My conversation with two correspondents about their mortgages may help individuals make good mortgage payoff decisions for themselves.
First question: “Ms. Ghilarducci, I am over 60, but have two children still in school, one in college and one in high school. I have two homes, one is our residence and the other a vacation home. I have a 15-year loan (3.35%) on my home that matures in 2029 and a 30-year mortgage (4.25%) on the vacation home whose term ends in 2045. I can pay off one of these loans using stock I have now. After reading your article in Forbes, it seems the right thing to do, but which one should I pay off? Any thoughts you have will be appreciated. I understand that you cannot give me financial advice. Thank you.”
My answer: I wrote “I think you already have the answer — I am a teacher after all. What do you think the right answer is?” She shot back with exactly the right answer:
“Unless conventional wisdom is that you always pay off your home first in case something happens, I would pay off the second house and then put that payment toward the first because that one costs about $900 per month in interest and my home is about $500 per month in interest. The second house will cost about 260k to pay off, while my home is more like 180k, so that will use most of my stock… also may be a consideration.” I couldn’t do better with that.
Second question: “My mortgage is about 400 dollars per month for principal and interest. I pay another 500 dollars to escrow to pay insurance and taxes. The tax and insurance do not go away if I pay off the mortgage early. I could pay off early but would do so by selling stocks with high appreciation or IRA shares with tax obligations. It seems that I am better off paying the monthly installments for the remainder of the mortgage than withdrawing the 34,000 dollars from my accounts to pay off the mortgage to save $1,200 this year and even less in the years to come. Mortgage rate is 3 5/8 percent per year.”
My answer: If the cash you need to pay off your mortgage is earning a higher rate of return and liquidating triggers high transactions costs, paying off your mortgage may not make sense. But it probably does. Your question contained the false certainty your stocks will always appreciate. (Two weeks ago, the Financial Times suggested profits may be at their peak.) If you pay off your mortgage you guarantee yourself a 3 and 5/8 percent return. It is hard to get a guaranteed return. Assuming your stocks returns will always be positive and more than, say 3 and 5/8 percent is highly risky. In fact, we know your stocks’ value will fall in the next recession. But tapping your IRA before you retire is not a good idea. May I suggest sprucing up your IRA by owning only index funds, you will earn more by paying lower fees. And, instead of withdrawing, cut your consumption in order to double up on the mortgage principal payments to cut interest costs.
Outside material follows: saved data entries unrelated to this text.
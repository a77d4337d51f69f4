//! Last-write cache: what the engine last wrote to disk, per file name.
//!
//! The record is the baseline of a pass. If the file's mtime still matches it,
//! nothing touched the file since our write; otherwise the record's content is
//! what the external edit is diffed against.
//!
//! Records are stored under `"cached-fs-file-<name>"` as a JSON string of
//! `{name, content, lastModified}`.

use async_trait::async_trait;
use serde::{Deserialize, Serialize};
use std::collections::HashMap;
use std::sync::RwLock;
use std::sync::atomic::{AtomicBool, AtomicUsize, Ordering};
use thiserror::Error;

/// Fixed prefix of every cache key.
pub const CACHE_KEY_PREFIX: &str = "cached-fs-file";

#[derive(Debug, Error)]
pub enum CacheError {
    #[error("Cache store unavailable: {0}")]
    Unavailable(String),

    #[error("Serialization error: {0}")]
    Serialization(String),
}

pub type Result<T> = std::result::Result<T, CacheError>;

/// Content and mtime of a file right after the engine last wrote it.
#[derive(Debug, Clone, PartialEq, Eq, Serialize, Deserialize)]
#[serde(rename_all = "camelCase")]
pub struct CacheRecord {
    pub name: String,
    pub content: String,
    /// File mtime recorded with the content, in the file system's units
    pub last_modified: u64,
}

impl CacheRecord {
    pub fn new(name: impl Into<String>, content: impl Into<String>, last_modified: u64) -> Self {
        Self {
            name: name.into(),
            content: content.into(),
            last_modified,
        }
    }

    pub fn to_json(&self) -> Result<String> {
        serde_json::to_string(self).map_err(|e| CacheError::Serialization(e.to_string()))
    }

    pub fn from_json(json: &str) -> Result<Self> {
        serde_json::from_str(json).map_err(|e| CacheError::Serialization(e.to_string()))
    }
}

/// Storage key for a file name.
pub fn cache_key(name: &str) -> String {
    format!("{}-{}", CACHE_KEY_PREFIX, name)
}

/// Durable key-value store for [`CacheRecord`]s.
#[async_trait]
pub trait CacheStore: Send + Sync {
    async fn get(&self, name: &str) -> Result<Option<CacheRecord>>;

    async fn set(&self, name: &str, record: &CacheRecord) -> Result<()>;
}

/// In-memory cache store for testing.
///
/// Holds serialized records keyed by [`cache_key`], like the durable stores do.
#[derive(Default)]
pub struct InMemoryCacheStore {
    entries: RwLock<HashMap<String, String>>,
    sets: AtomicUsize,
    unavailable: AtomicBool,
}

impl InMemoryCacheStore {
    pub fn new() -> Self {
        Self::default()
    }

    /// Make every `get`/`set` fail with `Unavailable`
    pub fn set_unavailable(&self, unavailable: bool) {
        self.unavailable.store(unavailable, Ordering::SeqCst);
    }

    /// Number of successful `set` calls
    pub fn set_count(&self) -> usize {
        self.sets.load(Ordering::SeqCst)
    }

    /// Raw stored value for a key
    pub fn raw(&self, key: &str) -> Option<String> {
        self.entries.read().unwrap().get(key).cloned()
    }

    pub fn clear(&self) {
        self.entries.write().unwrap().clear();
    }

    fn check_available(&self) -> Result<()> {
        if self.unavailable.load(Ordering::SeqCst) {
            return Err(CacheError::Unavailable("store offline".into()));
        }
        Ok(())
    }
}

#[async_trait]
impl CacheStore for InMemoryCacheStore {
    async fn get(&self, name: &str) -> Result<Option<CacheRecord>> {
        self.check_available()?;
        let entries = self.entries.read().unwrap();
        entries
            .get(&cache_key(name))
            .map(|json| CacheRecord::from_json(json))
            .transpose()
    }

    async fn set(&self, name: &str, record: &CacheRecord) -> Result<()> {
        self.check_available()?;
        let json = record.to_json()?;
        self.entries.write().unwrap().insert(cache_key(name), json);
        self.sets.fetch_add(1, Ordering::SeqCst);
        Ok(())
    }
}

#[async_trait]
impl<T: CacheStore + ?Sized> CacheStore for std::sync::Arc<T> {
    async fn get(&self, name: &str) -> Result<Option<CacheRecord>> {
        (**self).get(name).await
    }

    async fn set(&self, name: &str, record: &CacheRecord) -> Result<()> {
        (**self).set(name, record).await
    }
}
Still not sure? Use a mortgage payoff calculator to analyze your choices. But do one thing, construct scenarios where your property taxes increase and your house does not appreciate. Simulate the 2008 crises and scenerio your home falling 20% in value. I like the calculators from Dinkytown – a former Wall Street Journal columnist Jonathan Clements turned me on to them. And Clements makes a relevant point about paying off your mortgage in an economic expansion. He writes, “… I like to see people in retirement with lower fixed costs. The lower your fixed costs, the less money you need to pull out of your portfolio every year. That’ll leave you in good shape if we get a period of rough financial markets.” You don’t want to pull money out of the stock market at distressed prices to make a mortgage payment.
In sum: there are two sides to retirement planning — accumulate wealth and reduce spending. Paying off your mortgage is preparing for less income, more expenses, and a coming recession that might hit when you retire. Eliminating your monthly mortgage payment leaves room for fun and other expenses. Besides, paying off all debt transfers money from the bank’s pocket to yours.
Unless you like banks and think they don’t make enough profit, you’ll want to keep the money for yourself. Paying off your mortgage means paying yourself first.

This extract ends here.